*** Data shown Section Begins ***

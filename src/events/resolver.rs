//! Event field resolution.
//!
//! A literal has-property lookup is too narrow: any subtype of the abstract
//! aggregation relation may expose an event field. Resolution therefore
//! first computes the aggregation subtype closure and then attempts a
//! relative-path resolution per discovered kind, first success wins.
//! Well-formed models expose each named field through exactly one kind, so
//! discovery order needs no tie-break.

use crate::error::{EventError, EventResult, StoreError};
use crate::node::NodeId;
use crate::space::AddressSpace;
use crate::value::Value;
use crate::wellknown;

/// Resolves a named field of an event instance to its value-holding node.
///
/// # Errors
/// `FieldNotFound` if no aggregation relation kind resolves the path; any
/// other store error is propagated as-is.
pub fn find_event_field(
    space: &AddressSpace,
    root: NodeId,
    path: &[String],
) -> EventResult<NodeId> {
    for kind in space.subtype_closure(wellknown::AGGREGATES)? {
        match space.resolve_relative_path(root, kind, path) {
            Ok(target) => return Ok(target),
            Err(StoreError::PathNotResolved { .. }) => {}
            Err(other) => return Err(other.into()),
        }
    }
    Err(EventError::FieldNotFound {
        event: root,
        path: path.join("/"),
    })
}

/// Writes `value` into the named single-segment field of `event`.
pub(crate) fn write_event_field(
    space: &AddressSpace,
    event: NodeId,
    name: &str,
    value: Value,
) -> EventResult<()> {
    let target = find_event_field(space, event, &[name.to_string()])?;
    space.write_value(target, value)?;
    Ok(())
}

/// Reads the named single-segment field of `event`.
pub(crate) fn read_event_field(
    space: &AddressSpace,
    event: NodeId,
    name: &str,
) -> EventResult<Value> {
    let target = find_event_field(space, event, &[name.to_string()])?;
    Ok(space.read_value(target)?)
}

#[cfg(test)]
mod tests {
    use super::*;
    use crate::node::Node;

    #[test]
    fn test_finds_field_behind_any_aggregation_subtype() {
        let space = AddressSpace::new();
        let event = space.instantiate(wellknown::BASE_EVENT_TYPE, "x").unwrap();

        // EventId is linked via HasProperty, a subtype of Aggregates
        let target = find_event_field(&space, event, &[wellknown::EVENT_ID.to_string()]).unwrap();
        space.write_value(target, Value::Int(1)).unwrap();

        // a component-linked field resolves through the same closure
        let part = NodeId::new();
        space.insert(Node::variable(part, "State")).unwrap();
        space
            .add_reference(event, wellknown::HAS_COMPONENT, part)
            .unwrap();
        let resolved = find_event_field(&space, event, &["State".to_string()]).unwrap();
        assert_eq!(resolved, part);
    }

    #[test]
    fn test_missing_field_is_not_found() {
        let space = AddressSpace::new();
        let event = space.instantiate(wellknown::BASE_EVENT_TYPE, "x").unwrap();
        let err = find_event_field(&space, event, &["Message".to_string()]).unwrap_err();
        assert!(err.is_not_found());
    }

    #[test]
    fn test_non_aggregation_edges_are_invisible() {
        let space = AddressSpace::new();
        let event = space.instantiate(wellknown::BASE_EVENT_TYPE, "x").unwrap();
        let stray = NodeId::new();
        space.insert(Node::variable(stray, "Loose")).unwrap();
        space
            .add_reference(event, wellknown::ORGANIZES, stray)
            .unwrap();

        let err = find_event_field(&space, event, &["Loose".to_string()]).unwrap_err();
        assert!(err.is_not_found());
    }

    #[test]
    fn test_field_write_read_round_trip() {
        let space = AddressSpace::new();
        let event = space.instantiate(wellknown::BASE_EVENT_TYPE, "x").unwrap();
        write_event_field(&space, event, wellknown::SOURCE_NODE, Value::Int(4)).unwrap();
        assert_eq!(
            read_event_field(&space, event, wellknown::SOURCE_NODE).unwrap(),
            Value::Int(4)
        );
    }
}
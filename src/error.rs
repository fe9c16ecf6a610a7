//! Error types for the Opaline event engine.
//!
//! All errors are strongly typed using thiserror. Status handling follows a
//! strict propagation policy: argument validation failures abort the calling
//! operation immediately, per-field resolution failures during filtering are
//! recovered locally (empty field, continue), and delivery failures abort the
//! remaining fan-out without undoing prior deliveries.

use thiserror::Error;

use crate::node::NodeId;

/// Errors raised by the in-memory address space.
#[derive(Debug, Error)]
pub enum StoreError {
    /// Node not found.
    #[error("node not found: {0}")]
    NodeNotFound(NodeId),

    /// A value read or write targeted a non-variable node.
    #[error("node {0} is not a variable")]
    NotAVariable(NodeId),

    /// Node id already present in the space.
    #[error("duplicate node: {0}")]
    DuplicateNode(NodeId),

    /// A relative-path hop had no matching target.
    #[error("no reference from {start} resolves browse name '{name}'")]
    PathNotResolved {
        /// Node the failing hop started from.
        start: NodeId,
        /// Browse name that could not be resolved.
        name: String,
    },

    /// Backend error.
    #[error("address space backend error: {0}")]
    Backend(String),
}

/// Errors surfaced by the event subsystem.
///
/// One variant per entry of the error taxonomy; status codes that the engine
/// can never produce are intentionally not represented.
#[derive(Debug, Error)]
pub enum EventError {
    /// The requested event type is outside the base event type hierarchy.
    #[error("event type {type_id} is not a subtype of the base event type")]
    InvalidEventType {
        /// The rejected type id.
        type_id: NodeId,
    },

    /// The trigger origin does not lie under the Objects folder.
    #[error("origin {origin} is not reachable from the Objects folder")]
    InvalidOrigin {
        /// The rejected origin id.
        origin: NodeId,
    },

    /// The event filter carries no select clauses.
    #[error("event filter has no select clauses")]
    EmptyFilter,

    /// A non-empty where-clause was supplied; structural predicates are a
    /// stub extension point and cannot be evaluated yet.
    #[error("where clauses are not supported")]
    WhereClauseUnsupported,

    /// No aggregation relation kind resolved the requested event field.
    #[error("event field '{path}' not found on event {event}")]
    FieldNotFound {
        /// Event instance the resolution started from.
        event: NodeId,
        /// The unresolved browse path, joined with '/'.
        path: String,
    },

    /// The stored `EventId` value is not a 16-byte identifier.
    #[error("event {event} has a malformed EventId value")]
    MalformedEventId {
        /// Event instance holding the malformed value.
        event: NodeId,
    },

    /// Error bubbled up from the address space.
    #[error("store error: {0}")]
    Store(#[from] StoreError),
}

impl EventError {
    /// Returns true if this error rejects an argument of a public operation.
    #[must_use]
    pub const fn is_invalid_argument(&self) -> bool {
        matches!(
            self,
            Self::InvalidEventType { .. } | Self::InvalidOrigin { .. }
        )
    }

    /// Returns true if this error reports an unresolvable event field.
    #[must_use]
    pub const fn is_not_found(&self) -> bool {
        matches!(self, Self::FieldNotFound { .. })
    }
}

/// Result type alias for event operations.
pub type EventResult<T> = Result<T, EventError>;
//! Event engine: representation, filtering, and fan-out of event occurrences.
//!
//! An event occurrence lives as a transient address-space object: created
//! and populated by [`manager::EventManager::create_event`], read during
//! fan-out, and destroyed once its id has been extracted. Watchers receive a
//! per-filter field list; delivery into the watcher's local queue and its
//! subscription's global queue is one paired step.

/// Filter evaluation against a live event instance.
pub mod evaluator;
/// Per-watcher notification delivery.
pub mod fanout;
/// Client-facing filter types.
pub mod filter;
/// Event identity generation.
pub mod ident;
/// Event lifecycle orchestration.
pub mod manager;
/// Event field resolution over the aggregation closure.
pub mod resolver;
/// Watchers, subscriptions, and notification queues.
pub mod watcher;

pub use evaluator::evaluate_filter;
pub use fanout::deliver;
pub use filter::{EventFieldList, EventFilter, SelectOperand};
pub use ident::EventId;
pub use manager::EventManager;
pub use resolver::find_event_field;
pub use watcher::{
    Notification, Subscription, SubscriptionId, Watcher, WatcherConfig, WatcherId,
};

*** Data shown Section Ends ***
*** Data shown Section Begins ***

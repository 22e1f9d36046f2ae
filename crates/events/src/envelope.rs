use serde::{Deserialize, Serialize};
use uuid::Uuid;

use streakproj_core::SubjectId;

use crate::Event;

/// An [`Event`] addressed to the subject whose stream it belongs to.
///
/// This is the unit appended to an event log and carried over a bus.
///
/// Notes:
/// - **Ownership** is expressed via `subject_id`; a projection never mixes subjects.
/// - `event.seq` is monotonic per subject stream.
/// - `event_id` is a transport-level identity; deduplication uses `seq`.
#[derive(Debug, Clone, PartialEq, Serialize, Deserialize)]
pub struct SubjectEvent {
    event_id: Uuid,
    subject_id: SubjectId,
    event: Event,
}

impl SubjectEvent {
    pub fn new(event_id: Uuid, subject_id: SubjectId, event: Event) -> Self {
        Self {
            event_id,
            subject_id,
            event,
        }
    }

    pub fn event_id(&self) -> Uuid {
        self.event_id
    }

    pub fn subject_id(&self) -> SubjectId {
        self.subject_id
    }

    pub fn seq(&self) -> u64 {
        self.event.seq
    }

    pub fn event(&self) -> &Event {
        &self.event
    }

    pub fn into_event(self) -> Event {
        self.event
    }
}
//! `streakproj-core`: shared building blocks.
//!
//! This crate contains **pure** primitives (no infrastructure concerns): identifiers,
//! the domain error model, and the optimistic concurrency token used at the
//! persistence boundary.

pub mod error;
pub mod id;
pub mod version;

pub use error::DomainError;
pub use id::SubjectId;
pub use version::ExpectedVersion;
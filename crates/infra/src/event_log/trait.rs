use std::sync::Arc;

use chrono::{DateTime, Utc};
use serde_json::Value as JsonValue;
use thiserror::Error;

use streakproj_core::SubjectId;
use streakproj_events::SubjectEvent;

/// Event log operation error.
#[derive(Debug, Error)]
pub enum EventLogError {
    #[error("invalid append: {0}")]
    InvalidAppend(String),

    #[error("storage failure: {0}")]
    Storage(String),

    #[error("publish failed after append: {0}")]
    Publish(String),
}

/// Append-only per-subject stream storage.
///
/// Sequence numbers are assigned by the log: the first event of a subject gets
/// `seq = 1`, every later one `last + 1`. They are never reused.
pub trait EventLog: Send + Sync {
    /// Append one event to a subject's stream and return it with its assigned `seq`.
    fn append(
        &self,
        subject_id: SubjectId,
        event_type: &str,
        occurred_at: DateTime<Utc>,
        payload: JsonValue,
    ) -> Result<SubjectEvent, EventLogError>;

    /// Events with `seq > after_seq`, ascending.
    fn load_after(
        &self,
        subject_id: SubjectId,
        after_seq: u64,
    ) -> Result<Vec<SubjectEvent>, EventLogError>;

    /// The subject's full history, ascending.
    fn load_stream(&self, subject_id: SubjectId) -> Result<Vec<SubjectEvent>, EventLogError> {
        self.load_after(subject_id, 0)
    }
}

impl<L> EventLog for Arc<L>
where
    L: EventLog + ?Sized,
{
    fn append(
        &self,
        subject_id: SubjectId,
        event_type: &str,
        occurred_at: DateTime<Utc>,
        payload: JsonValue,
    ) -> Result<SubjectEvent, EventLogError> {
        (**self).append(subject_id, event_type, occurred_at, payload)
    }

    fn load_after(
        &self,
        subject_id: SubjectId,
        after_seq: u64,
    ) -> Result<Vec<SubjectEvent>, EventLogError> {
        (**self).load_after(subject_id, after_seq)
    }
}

*** Data shown Section Ends ***

Reproduce every line of the records containing the string "InvalidEventType".

    InvalidEventType {
            Self::InvalidEventType { .. } | Self::InvalidOrigin { .. }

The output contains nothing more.